Rhode Island officials say there are built-in protections to prevent conflicts of interests.
Florida-based Connextions got an 18-month contract to manage a call center in Providence that will help individuals and small businesses shop for insurance on the new state-run exchange, a part of the Patient Protection and Affordable Care Act (PPACA) federal health care overhaul.
Connextions is a subsidiary of Optum, whose parent is UnitedHealth Group Inc. (NYSE:UNH).
UnitedHealth’s UnitedHealthcare division is offering plans on the exchange.
Connextions provided the state with a plan for addressing potential conflicts, including “impaired objectivity,” or the possibility that call center employees could steer consumers or companies to health plans offered by United. It also addressed its access to non-public customer information that could provide — or be seen as providing — United with an unfair advantage in competing for future contracts.

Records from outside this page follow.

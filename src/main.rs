mod config;
#[cfg(feature = "line")]
mod line_mode;
mod logging;
#[cfg(feature = "tui")]
mod render_help;
#[cfg(feature = "tui")]
mod tui_mode;

use std::io;

use anyhow::{bail, Result};
use clap::Parser;
use simplecalc::{console, format::format_evaluation, Calculator};
use tracing::{info, warn};

use config::{Args, Mode};

fn main() -> Result<()> {
    let args = Args::parse();
    let mode = args.mode()?;
    let batch = !args.expressions.is_empty();

    let _log_guard = logging::init_logging(&args.log_dir, args.log_level, batch || mode == Mode::Plain)?;
    info!(?mode, policy = ?args.policy(), batch, "starting");

    let mut calc = Calculator::with_policy(args.policy());

    if batch {
        return run_expressions(&mut calc, &args.expressions);
    }

    match mode {
        Mode::Plain => {
            let stdin = io::stdin();
            console::run_console(&mut calc, stdin.lock(), &mut io::stdout())
        }
        #[cfg(feature = "line")]
        Mode::Line => line_mode::run_line(calc),
        #[cfg(feature = "tui")]
        Mode::Tui => tui_mode::run_tui(calc),
        #[allow(unreachable_patterns)]
        other => bail!("{other:?} mode is not available in this build"),
    }
}

/// Evaluates command-line expressions in one session, so later ones see
/// earlier assignments.
fn run_expressions(calc: &mut Calculator, expressions: &[String]) -> Result<()> {
    let mut failed = 0;
    for expr in expressions {
        match calc.calculate(expr) {
            Ok(evaluation) => println!("{}", format_evaluation(&evaluation)),
            Err(e) => {
                warn!(expr = expr.as_str(), error = %e, "evaluation failed");
                failed += 1;
            }
        }
    }

    if failed > 0 {
        bail!("{failed} of {} expressions failed", expressions.len());
    }
    Ok(())
}
use std::io::{stdin, stdout, Stdin, Write};
use std::time::Instant;

use anyhow::{Context, Result};
use simplecalc::{
    calc_engine::{Calculator, EvaluationTrace},
    console::{classify, split_details, Command, HELP_LINES},
    format::{format_evaluation, format_number, format_variable, format_with_spaces},
    line_buffer::LineBuffer,
};
use termion::{
    clear::CurrentLine as ClearLine,
    cursor::{DetectCursorPos, Goto},
    event::Key,
    input::{Keys, TermRead},
    raw::{IntoRawMode, RawTerminal},
};
use tracing::{debug, info};

const PROMPT: &str = "Expression: ";

type Terminal = RawTerminal<std::io::Stdout>;

/// Raw mode needs explicit carriage returns.
fn emit(out: &mut Terminal, text: &str) -> Result<()> {
    for line in text.split('\n') {
        write!(out, "{line}\r\n")?;
    }
    out.flush()?;
    Ok(())
}

struct History {
    entries: Vec<String>,
    index: usize,
}

impl History {
    fn recall(&mut self, older: bool, buffer: &mut LineBuffer) {
        if older {
            if self.index > 0 {
                self.index -= 1;
                buffer.set(&self.entries[self.index]);
            }
        } else if self.index + 1 < self.entries.len() {
            self.index += 1;
            buffer.set(&self.entries[self.index]);
        } else {
            self.index = self.entries.len();
            buffer.clear();
        }
    }

    fn push(&mut self, line: &str) {
        self.entries.push(line.to_string());
        self.index = self.entries.len();
    }

    fn clear(&mut self) {
        self.entries.clear();
        self.index = 0;
    }
}

/// Reads one line with editing keys. `None` means Ctrl+D or closed input.
fn read_line(
    out: &mut Terminal,
    keys: &mut Keys<Stdin>,
    history: &mut History,
) -> Result<Option<String>> {
    let mut buffer = LineBuffer::new();
    let (_, row) = out.cursor_pos().context("cannot read cursor position")?;

    loop {
        write!(out, "{}{}{}{}", Goto(1, row), ClearLine, PROMPT, buffer.text())?;
        let column = 1 + PROMPT.len() + buffer.width_before_cursor();
        write!(out, "{}", Goto(column as u16, row))?;
        out.flush()?;

        let Some(key) = keys.next() else {
            return Ok(None);
        };
        match key? {
            Key::Char('\n') => {
                write!(out, "\r\n")?;
                return Ok(Some(buffer.take()));
            }
            Key::Ctrl('d') if buffer.is_empty() => return Ok(None),
            Key::Ctrl('u') => buffer.clear(),
            Key::Char(c) => buffer.insert(c),
            Key::Backspace => buffer.backspace(),
            Key::Delete => buffer.delete(),
            Key::Left => buffer.move_left(),
            Key::Right => buffer.move_right(),
            Key::Home => buffer.move_home(),
            Key::End => buffer.move_end(),
            Key::Up => history.recall(true, &mut buffer),
            Key::Down => history.recall(false, &mut buffer),
            _ => {}
        }
    }
}

pub fn run_line(mut calc: Calculator) -> Result<()> {
    let mut out = stdout().into_raw_mode().context("cannot enter raw mode")?;
    emit(
        &mut out,
        "SimpleCalc line mode\n\
         Operators: + - * / % ^ and parentheses; assign with name = expr\n\
         Constants: pi, e\n\
         Commands: h (help), q (quit), vars, clear, details <expr>\n\
         Keys: Left/Right, Home/End, Backspace/Delete, Up/Down for history, Ctrl+U clears\n",
    )?;

    let mut keys = stdin().keys();
    let mut history = History {
        entries: Vec::new(),
        index: 0,
    };

    while let Some(line) = read_line(&mut out, &mut keys, &mut history)? {
        let input = line.trim();

        match classify(input) {
            Command::Blank => continue,
            Command::Quit => break,
            Command::Help => {
                emit(&mut out, &HELP_LINES.join("\n"))?;
                continue;
            }
            Command::Variables => {
                for variable in calc.variables().iter() {
                    emit(&mut out, &format!("  {}", format_variable(variable)))?;
                }
                continue;
            }
            Command::Expression => {}
        }

        if input.eq_ignore_ascii_case("clear") || input.eq_ignore_ascii_case("reset") {
            history.clear();
            emit(&mut out, "History cleared\n")?;
            continue;
        }

        history.push(input);

        let (detailed_mode, expression) = split_details(input);
        if expression.is_empty() {
            emit(&mut out, "Please enter a valid expression after 'details'\n")?;
            continue;
        }

        let start = Instant::now();
        let mut trace = EvaluationTrace::new(detailed_mode);
        let result = calc.calculate_traced(expression, &mut trace);
        let elapsed = start.elapsed();

        let shown = format_with_spaces(expression);
        match result {
            Ok(evaluation) => {
                debug!(input = expression, value = evaluation.value, "evaluated");
                match &evaluation.assigned {
                    Some(_) => emit(&mut out, &format!("  {}", format_evaluation(&evaluation)))?,
                    None => emit(&mut out, &format!("  {} = {}", shown, format_evaluation(&evaluation)))?,
                }
            }
            Err(e) => {
                info!(input = expression, error = %e, "evaluation failed");
                emit(&mut out, &format!("  {shown} = Error: {e}"))?;
            }
        }

        if detailed_mode {
            for (i, step) in trace.steps.iter().enumerate() {
                emit(
                    &mut out,
                    &format!("    Step {}: {} = {}", i + 1, step.operation, format_number(step.result)),
                )?;
            }
            emit(&mut out, &format!("    Time: {:.6} ms", elapsed.as_secs_f64() * 1000.0))?;
        }
        emit(&mut out, "")?;
    }

    emit(&mut out, "Goodbye!")?;
    Ok(())
}
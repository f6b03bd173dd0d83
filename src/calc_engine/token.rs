use std::fmt;

/// Binary arithmetic operators understood by the evaluator.
#[derive(Debug, Clone, Copy, PartialEq, Eq)]
pub enum Operator {
    Add,
    Sub,
    Mul,
    Div,
    Rem,
    Pow,
}

impl Operator {
    pub fn from_char(c: char) -> Option<Self> {
        match c {
            '+' => Some(Operator::Add),
            '-' => Some(Operator::Sub),
            '*' => Some(Operator::Mul),
            '/' => Some(Operator::Div),
            '%' => Some(Operator::Rem),
            '^' => Some(Operator::Pow),
            _ => None,
        }
    }

    pub fn symbol(self) -> char {
        match self {
            Operator::Add => '+',
            Operator::Sub => '-',
            Operator::Mul => '*',
            Operator::Div => '/',
            Operator::Rem => '%',
            Operator::Pow => '^',
        }
    }

    /// `*`, `/` and `%`.
    pub fn is_multiplicative(self) -> bool {
        matches!(self, Operator::Mul | Operator::Div | Operator::Rem)
    }

    /// `+` and `-`.
    pub fn is_additive(self) -> bool {
        matches!(self, Operator::Add | Operator::Sub)
    }

    pub fn apply(self, left: f64, right: f64) -> f64 {
        match self {
            Operator::Add => left + right,
            Operator::Sub => left - right,
            Operator::Mul => left * right,
            Operator::Div => left / right,
            Operator::Rem => left % right,
            Operator::Pow => left.powf(right),
        }
    }
}

impl fmt::Display for Operator {
    fn fmt(&self, f: &mut fmt::Formatter<'_>) -> fmt::Result {
        write!(f, "{}", self.symbol())
    }
}

#[derive(Debug, Clone, PartialEq)]
pub enum Token {
    Number(f64),
    Identifier(String),
    Operator(Operator),
    LeftParen,
    RightParen,
    Assign,
}

impl Token {
    /// True for tokens that can stand as an operand: numbers and identifiers.
    pub fn is_operand(&self) -> bool {
        matches!(self, Token::Number(_) | Token::Identifier(_))
    }
}

impl fmt::Display for Token {
    fn fmt(&self, f: &mut fmt::Formatter<'_>) -> fmt::Result {
        match self {
            Token::Number(n) => write!(f, "{n}"),
            Token::Identifier(name) => write!(f, "{name}"),
            Token::Operator(op) => write!(f, "{op}"),
            Token::LeftParen => write!(f, "("),
            Token::RightParen => write!(f, ")"),
            Token::Assign => write!(f, "="),
        }
    }
}

/// Raised when a line cannot be split into tokens.
#[derive(Debug, Clone, PartialEq)]
pub enum MalformedInputError {
    /// A character that starts no token kind.
    UnexpectedCharacter {
        character: char,
        /// Zero-based character offset in the line.
        column: usize,
    },
    /// A numeric literal that does not parse, such as a lone `.`.
    InvalidNumber { literal: String, column: usize },
}

impl fmt::Display for MalformedInputError {
    fn fmt(&self, f: &mut fmt::Formatter<'_>) -> fmt::Result {
        match self {
            Self::UnexpectedCharacter { character, column } => {
                write!(f, "Unknown character '{character}' at column {}", column + 1)
            }
            Self::InvalidNumber { literal, column } => {
                write!(f, "Invalid number '{literal}' at column {}", column + 1)
            }
        }
    }
}

impl std::error::Error for MalformedInputError {}

pub fn tokenize(input: &str) -> Result<Vec<Token>, MalformedInputError> {
    let mut tokens = Vec::new();
    let mut chars = input.chars().enumerate().peekable();

    while let Some(&(column, c)) = chars.peek() {
        match c {
            _ if c.is_whitespace() => {
                chars.next();
            }
            '(' => {
                tokens.push(Token::LeftParen);
                chars.next();
            }
            ')' => {
                tokens.push(Token::RightParen);
                chars.next();
            }
            '=' => {
                tokens.push(Token::Assign);
                chars.next();
            }
            '0'..='9' | '.' => {
                let mut literal = String::new();
                let mut has_dot = false;

                while let Some(&(_, ch)) = chars.peek() {
                    match ch {
                        '.' if has_dot => break,
                        '.' => {
                            has_dot = true;
                            literal.push(ch);
                            chars.next();
                        }
                        '0'..='9' => {
                            literal.push(ch);
                            chars.next();
                        }
                        _ => break,
                    }
                }

                let value = literal
                    .parse::<f64>()
                    .map_err(|_| MalformedInputError::InvalidNumber { literal, column })?;
                tokens.push(Token::Number(value));
            }
            _ if c.is_alphabetic() => {
                let mut name = String::new();
                while let Some(&(_, ch)) = chars.peek() {
                    if ch.is_alphanumeric() {
                        name.push(ch);
                        chars.next();
                    } else {
                        break;
                    }
                }
                tokens.push(Token::Identifier(name));
            }
            _ => match Operator::from_char(c) {
                Some(op) => {
                    tokens.push(Token::Operator(op));
                    chars.next();
                }
                None => {
                    return Err(MalformedInputError::UnexpectedCharacter { character: c, column });
                }
            },
        }
    }

    Ok(tokens)
}

#[cfg(test)]
mod tests {
    use super::*;

    fn ident(name: &str) -> Token {
        Token::Identifier(name.to_string())
    }

    #[test]
    fn splits_on_operator_boundaries_without_spaces() {
        let tokens = tokenize("2*(x1+3.5)^2").unwrap();
        assert_eq!(
            tokens,
            vec![
                Token::Number(2.0),
                Token::Operator(Operator::Mul),
                Token::LeftParen,
                ident("x1"),
                Token::Operator(Operator::Add),
                Token::Number(3.5),
                Token::RightParen,
                Token::Operator(Operator::Pow),
                Token::Number(2.0),
            ]
        );
    }

    #[test]
    fn recognizes_assignment() {
        let tokens = tokenize("rate = 7 % 3").unwrap();
        assert_eq!(
            tokens,
            vec![
                ident("rate"),
                Token::Assign,
                Token::Number(7.0),
                Token::Operator(Operator::Rem),
                Token::Number(3.0),
            ]
        );
    }

    #[test]
    fn decimal_forms() {
        assert_eq!(tokenize(".5").unwrap(), vec![Token::Number(0.5)]);
        assert_eq!(tokenize("5.").unwrap(), vec![Token::Number(5.0)]);
        assert_eq!(
            tokenize("1.2.3").unwrap(),
            vec![Token::Number(1.2), Token::Number(0.3)]
        );
    }

    #[test]
    fn whitespace_only_line_is_empty() {
        assert!(tokenize(" \t ").unwrap().is_empty());
    }

    #[test]
    fn rejects_unknown_character_with_column() {
        assert_eq!(
            tokenize("2 $ 3"),
            Err(MalformedInputError::UnexpectedCharacter { character: '$', column: 2 })
        );
    }

    #[test]
    fn rejects_lone_dot() {
        assert!(matches!(
            tokenize("1 + ."),
            Err(MalformedInputError::InvalidNumber { column: 4, .. })
        ));
    }

    #[test]
    fn operator_dispatch_covers_every_symbol() {
        for symbol in ['+', '-', '*', '/', '%', '^'] {
            let op = Operator::from_char(symbol).unwrap();
            assert_eq!(op.symbol(), symbol);
        }
        assert_eq!(Operator::from_char('='), None);
        assert_eq!(Operator::Rem.apply(7.0, 3.0), 1.0);
        assert_eq!(Operator::Pow.apply(2.0, 10.0), 1024.0);
    }
}
//! Interactive arithmetic calculator: a tokenizer, a two-stack evaluator with
//! right-associative exponents, and a variable store seeded with `pi` and `e`.

pub mod calc_engine;
pub mod console;
pub mod format;
pub mod line_buffer;

pub use calc_engine::{CalcError, Calculator, Evaluation, UnboundPolicy};
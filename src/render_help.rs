use ratatui::{
    layout::Alignment,
    style::{Color, Modifier, Style},
    text::{Line, Span},
    widgets::{Block, BorderType, Borders, Clear, Paragraph, Wrap},
    Frame,
};

fn heading(text: &'static str) -> Line<'static> {
    Line::from(Span::styled(
        text,
        Style::default().fg(Color::Cyan).add_modifier(Modifier::UNDERLINED),
    ))
}

pub fn render_help(frame: &mut Frame, scroll: usize) {
    let block = Block::default()
        .borders(Borders::ALL)
        .border_type(BorderType::Double)
        .border_style(Style::default().fg(Color::Yellow))
        .title(" SimpleCalc Help ")
        .title_alignment(Alignment::Center)
        .style(Style::default().bg(Color::Black));

    let help_text = vec![
        Line::from(Span::styled(
            "SimpleCalc - arithmetic with variables",
            Style::default().fg(Color::Green).add_modifier(Modifier::BOLD),
        )),
        Line::from(""),
        heading("Operators:"),
        Line::from("  + : Addition        (5 + 3 = 8)"),
        Line::from("  - : Subtraction     (10 - 4 = 6)"),
        Line::from("  * : Multiplication  (6 * 7 = 42)"),
        Line::from("  / : Division        (15 / 3 = 5, 1 / 0 = inf)"),
        Line::from("  % : Remainder       (7 % 3 = 1)"),
        Line::from("  ^ : Power, right-associative (2 ^ 3 ^ 2 = 512)"),
        Line::from("  ( ) : Grouping      ((2 + 3) * 4 = 20)"),
        Line::from("  There is no unary minus: write 0 - 3"),
        Line::from(""),
        heading("Variables:"),
        Line::from("  name = expression   binds a value (x = 5)"),
        Line::from("  Names start with a letter and may contain digits"),
        Line::from("  An unassigned name reads as 0 unless started with --strict"),
        Line::from("  pi and e are constants; assigning to them has no effect"),
        Line::from(""),
        heading("Commands:"),
        Line::from("  details <expression> : Show each step and the time taken"),
        Line::from("  vars  : Toggle the variables panel (also F2)"),
        Line::from("  clear : Clear calculation history"),
        Line::from("  help  : Show this screen (also F1, h)"),
        Line::from("  quit  : Exit (also q, Ctrl+C)"),
        Line::from(""),
        heading("Editing:"),
        Line::from("  Left/Right, Ctrl+Left/Right : Move by character or word"),
        Line::from("  Home/End : Start or end of line"),
        Line::from("  Up/Down, PgUp/PgDn : Recall history"),
        Line::from("  Ctrl+U : Clear input"),
        Line::from("  Mouse wheel : Scroll history"),
        Line::from(""),
        heading("Examples:"),
        Line::from("  r = 2"),
        Line::from("  area = pi * r ^ 2"),
        Line::from("  details (1 + 2) * 3 % 4"),
        Line::from(""),
        Line::from(Span::styled("Esc closes this screen", Style::default().fg(Color::DarkGray))),
    ];

    let paragraph = Paragraph::new(help_text)
        .block(block)
        .alignment(Alignment::Left)
        .wrap(Wrap { trim: true })
        .scroll((scroll as u16, 0));

    frame.render_widget(Clear, frame.size());
    frame.render_widget(paragraph, frame.size());
}
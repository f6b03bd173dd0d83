use super::app::App;
use super::helpers::highlight_expression;
use crate::render_help::render_help;
use anyhow::Result;
use crossterm::event::{Event, KeyCode, KeyEvent, KeyEventKind, KeyModifiers, MouseEvent, MouseEventKind};
use ratatui::{
    backend::CrosstermBackend,
    layout::{Alignment, Constraint, Direction, Layout, Rect},
    style::{Color, Modifier, Style},
    text::{Line, Span},
    widgets::{Block, Borders, List, ListItem, ListState, Paragraph, Wrap},
    Frame, Terminal,
};
use simplecalc::format::{format_number, format_variable, format_with_spaces};
use std::time::Duration;

const MIN_TERMINAL_WIDTH: u16 = 50;
const MIN_TERMINAL_HEIGHT: u16 = 10;
const VARIABLES_PANEL_WIDTH: u16 = 30;

pub fn run_ui_loop(
    terminal: &mut Terminal<CrosstermBackend<std::io::Stdout>>,
    app: &mut App,
) -> Result<()> {
    loop {
        terminal.draw(|f| {
            if app.show_help {
                render_help(f, app.help_scroll);
            } else {
                ui(f, app);
            }
        })?;

        if app.should_quit {
            break;
        }

        if crossterm::event::poll(Duration::from_millis(50))? {
            match crossterm::event::read()? {
                Event::Key(KeyEvent { code, modifiers, kind, .. }) if kind == KeyEventKind::Press => {
                    handle_key_event(app, code, modifiers);
                }
                Event::Mouse(event) => handle_mouse_event(app, event),
                _ => {}
            }
        }
    }
    Ok(())
}

fn handle_key_event(app: &mut App, code: KeyCode, modifiers: KeyModifiers) {
    if app.show_help {
        match code {
            KeyCode::Down => app.help_scroll = app.help_scroll.saturating_add(1),
            KeyCode::Up => app.help_scroll = app.help_scroll.saturating_sub(1),
            KeyCode::PageDown => app.help_scroll = app.help_scroll.saturating_add(10),
            KeyCode::PageUp => app.help_scroll = app.help_scroll.saturating_sub(10),
            KeyCode::Esc | KeyCode::F(1) => {
                app.show_help = false;
                app.help_scroll = 0;
            }
            _ => {}
        }
        return;
    }

    let ctrl = modifiers.contains(KeyModifiers::CONTROL);
    match code {
        KeyCode::Char('c') | KeyCode::Char('d') if ctrl => app.should_quit = true,
        KeyCode::Char('u') | KeyCode::Char('U') if ctrl => {
            app.input.clear();
            app.input_scroll = 0;
        }
        KeyCode::Char(c) if !ctrl => app.input.insert(c),
        KeyCode::Backspace => app.input.backspace(),
        KeyCode::Delete => app.input.delete(),
        KeyCode::Left if ctrl => app.input.move_word(false),
        KeyCode::Right if ctrl => app.input.move_word(true),
        KeyCode::Left => app.input.move_left(),
        KeyCode::Right => app.input.move_right(),
        KeyCode::Home => {
            app.input.move_home();
            app.input_scroll = 0;
        }
        KeyCode::End => app.input.move_end(),
        KeyCode::Up => app.navigate_history(-1),
        KeyCode::Down => app.navigate_history(1),
        KeyCode::PageUp => app.scroll_history(-1),
        KeyCode::PageDown => app.scroll_history(1),
        KeyCode::Enter => app.submit(),
        KeyCode::F(1) => {
            app.show_help = true;
            app.help_scroll = 0;
        }
        KeyCode::F(2) => app.show_variables = !app.show_variables,
        _ => {}
    }
}

fn handle_mouse_event(app: &mut App, event: MouseEvent) {
    let scroll = if app.show_help {
        &mut app.help_scroll
    } else {
        &mut app.history_scroll
    };
    match event.kind {
        MouseEventKind::ScrollDown => *scroll = scroll.saturating_add(3),
        MouseEventKind::ScrollUp => *scroll = scroll.saturating_sub(3),
        _ => {}
    }
}

fn ui(frame: &mut Frame, app: &mut App) {
    let area = frame.size();
    app.terminal_too_small = area.width < MIN_TERMINAL_WIDTH || area.height < MIN_TERMINAL_HEIGHT;
    if app.terminal_too_small {
        render_resize_message(frame, area);
        return;
    }

    let rows = Layout::default()
        .direction(Direction::Vertical)
        .constraints([Constraint::Length(3), Constraint::Length(1), Constraint::Min(3)])
        .split(area);

    let body = if app.show_variables {
        Layout::default()
            .direction(Direction::Horizontal)
            .constraints([Constraint::Min(20), Constraint::Length(VARIABLES_PANEL_WIDTH)])
            .split(rows[2])
    } else {
        Layout::default()
            .constraints([Constraint::Min(0)])
            .split(rows[2])
    };

    render_input(frame, app, rows[0]);
    render_status(frame, rows[1]);
    render_history(frame, app, body[0]);
    if app.show_variables {
        render_variables(frame, app, body[1]);
    }
    app.list_height = body[0].height as usize;
}

fn render_resize_message(frame: &mut Frame, area: Rect) {
    let text = vec![
        Line::from(Span::styled(
            format!(
                "Terminal too small: need {MIN_TERMINAL_WIDTH}x{MIN_TERMINAL_HEIGHT}, have {}x{}",
                area.width, area.height
            ),
            Style::default().fg(Color::Red).add_modifier(Modifier::BOLD),
        )),
        Line::from(""),
        Line::from(Span::styled("Please resize the window", Style::default().fg(Color::Yellow))),
    ];

    let paragraph = Paragraph::new(text)
        .block(
            Block::default()
                .borders(Borders::ALL)
                .border_style(Style::default().fg(Color::Red))
                .title(" Resize Required ")
                .title_alignment(Alignment::Center),
        )
        .alignment(Alignment::Center)
        .wrap(Wrap { trim: true });

    frame.render_widget(paragraph, area);
}

fn detail_line(text: String, color: Color) -> ListItem<'static> {
    ListItem::new(Line::from(Span::styled(text, Style::default().fg(color))))
}

fn render_history(frame: &mut Frame, app: &mut App, area: Rect) {
    let block = Block::default()
        .borders(Borders::ALL)
        .border_style(Style::default().fg(Color::DarkGray))
        .title(" History ")
        .title_alignment(Alignment::Center);
    let inner = block.inner(area);
    frame.render_widget(block, area);

    if app.history.is_empty() {
        let empty = Paragraph::new("No calculations yet. Try: r = 2, then pi * r ^ 2")
            .style(Style::default().fg(Color::DarkGray))
            .alignment(Alignment::Center)
            .wrap(Wrap { trim: true });
        frame.render_widget(empty, inner);
        return;
    }

    let mut items = Vec::new();
    app.item_start_indices.clear();

    for (i, entry) in app.history.iter().enumerate() {
        app.item_start_indices.push(items.len());

        let base_style = Style::default().fg(if i == app.cursor_history {
            Color::Yellow
        } else {
            Color::Cyan
        });

        let mut spans = vec![Span::styled("> ", Style::default().fg(Color::Green))];
        spans.extend(highlight_expression(
            &format_with_spaces(&entry.input),
            app.calc.variables(),
            base_style,
        ));
        spans.push(Span::styled(" = ", Style::default().fg(Color::Gray)));
        spans.push(match &entry.result {
            Ok(evaluation) => Span::styled(
                format_number(evaluation.value),
                Style::default().fg(Color::LightMagenta).add_modifier(Modifier::BOLD),
            ),
            Err(e) => Span::styled(
                format!("Error: {e}"),
                Style::default().fg(Color::Red).add_modifier(Modifier::BOLD),
            ),
        });
        items.push(ListItem::new(Line::from(spans)));

        if entry.detailed_mode {
            for (j, step) in entry.detailed_steps.iter().enumerate() {
                items.push(detail_line(
                    format!("    Step {}: {} = {}", j + 1, step.operation, format_number(step.result)),
                    Color::DarkGray,
                ));
            }
            items.push(detail_line(
                format!("    Time: {:.6} ms", entry.duration.as_secs_f64() * 1000.0),
                Color::Magenta,
            ));
        }
    }

    if app.scroll_to_bottom {
        app.history_scroll = items.len().saturating_sub(inner.height as usize);
        app.scroll_to_bottom = false;
    }
    app.history_scroll = app.history_scroll.min(items.len().saturating_sub(1));

    let list = List::new(items)
        .highlight_style(Style::default().bg(Color::DarkGray).add_modifier(Modifier::BOLD));
    let mut state = ListState::default()
        .with_selected(app.item_start_indices.get(app.cursor_history).copied())
        .with_offset(app.history_scroll);

    frame.render_stateful_widget(list, inner, &mut state);
}

fn render_variables(frame: &mut Frame, app: &App, area: Rect) {
    let items: Vec<ListItem> = app
        .calc
        .variables()
        .iter()
        .map(|var| {
            let color = if var.mutable { Color::LightCyan } else { Color::LightBlue };
            ListItem::new(Line::from(Span::styled(format_variable(var), Style::default().fg(color))))
        })
        .collect();

    let list = List::new(items).block(
        Block::default()
            .borders(Borders::ALL)
            .border_style(Style::default().fg(Color::DarkGray))
            .title(" Variables ")
            .title_alignment(Alignment::Center),
    );
    frame.render_widget(list, area);
}

fn render_status(frame: &mut Frame, area: Rect) {
    let keys = [
        ("Enter", "Calculate"),
        ("Up/Down", "History"),
        ("F1", "Help"),
        ("F2", "Variables"),
        ("Ctrl+U", "Clear"),
        ("Ctrl+C", "Quit"),
    ];

    let spans: Vec<Span> = keys
        .iter()
        .flat_map(|(key, desc)| {
            [
                Span::styled(*key, Style::default().fg(Color::Yellow).add_modifier(Modifier::BOLD)),
                Span::styled(format!(" {desc}  "), Style::default().fg(Color::DarkGray)),
            ]
        })
        .collect();

    frame.render_widget(Paragraph::new(Line::from(spans)), area);
}

fn render_input(frame: &mut Frame, app: &mut App, area: Rect) {
    let block = Block::default()
        .borders(Borders::ALL)
        .border_style(Style::default().fg(Color::DarkGray))
        .title(" Expression ")
        .title_alignment(Alignment::Center);
    let inner = block.inner(area);
    frame.render_widget(block, area);

    let visible_width = inner.width.saturating_sub(3) as usize;
    app.adjust_input_scroll(visible_width);

    let visible = app.input.window(app.input_scroll, visible_width);
    let mut spans = vec![Span::styled("> ", Style::default().fg(Color::Green))];
    spans.extend(highlight_expression(&visible, app.calc.variables(), Style::default()));
    frame.render_widget(Paragraph::new(Line::from(spans)), inner);

    let prefix = app
        .input
        .window(app.input_scroll, app.input.cursor().saturating_sub(app.input_scroll));
    let cursor_x = inner.x + 2 + unicode_width::UnicodeWidthStr::width(prefix.as_str()) as u16;
    frame.set_cursor(cursor_x, inner.y);

    let indicator = Style::default().fg(Color::DarkGray);
    if app.input_scroll > 0 {
        frame.render_widget(Paragraph::new("<").style(indicator), Rect::new(inner.x, inner.y, 1, 1));
    }
    if app.input.len() > app.input_scroll + visible_width {
        frame.render_widget(
            Paragraph::new(">").style(indicator),
            Rect::new(inner.x + inner.width - 1, inner.y, 1, 1),
        );
    }
}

Christine Ferguson, director of the exchange, known as HealthSource RI, said earlier this week there are information barriers “all over the place” between Connextions and UnitedHealthcare. She also said the awarding of the call center contract to Connextions was not tied to United’s agreement to participate in the exchange.
Exchange attorney Sam Salganik said Friday that Connextions has a strong business track record and that the state has protections built into the contract that allow it to take action against the company if it even perceives a conflict.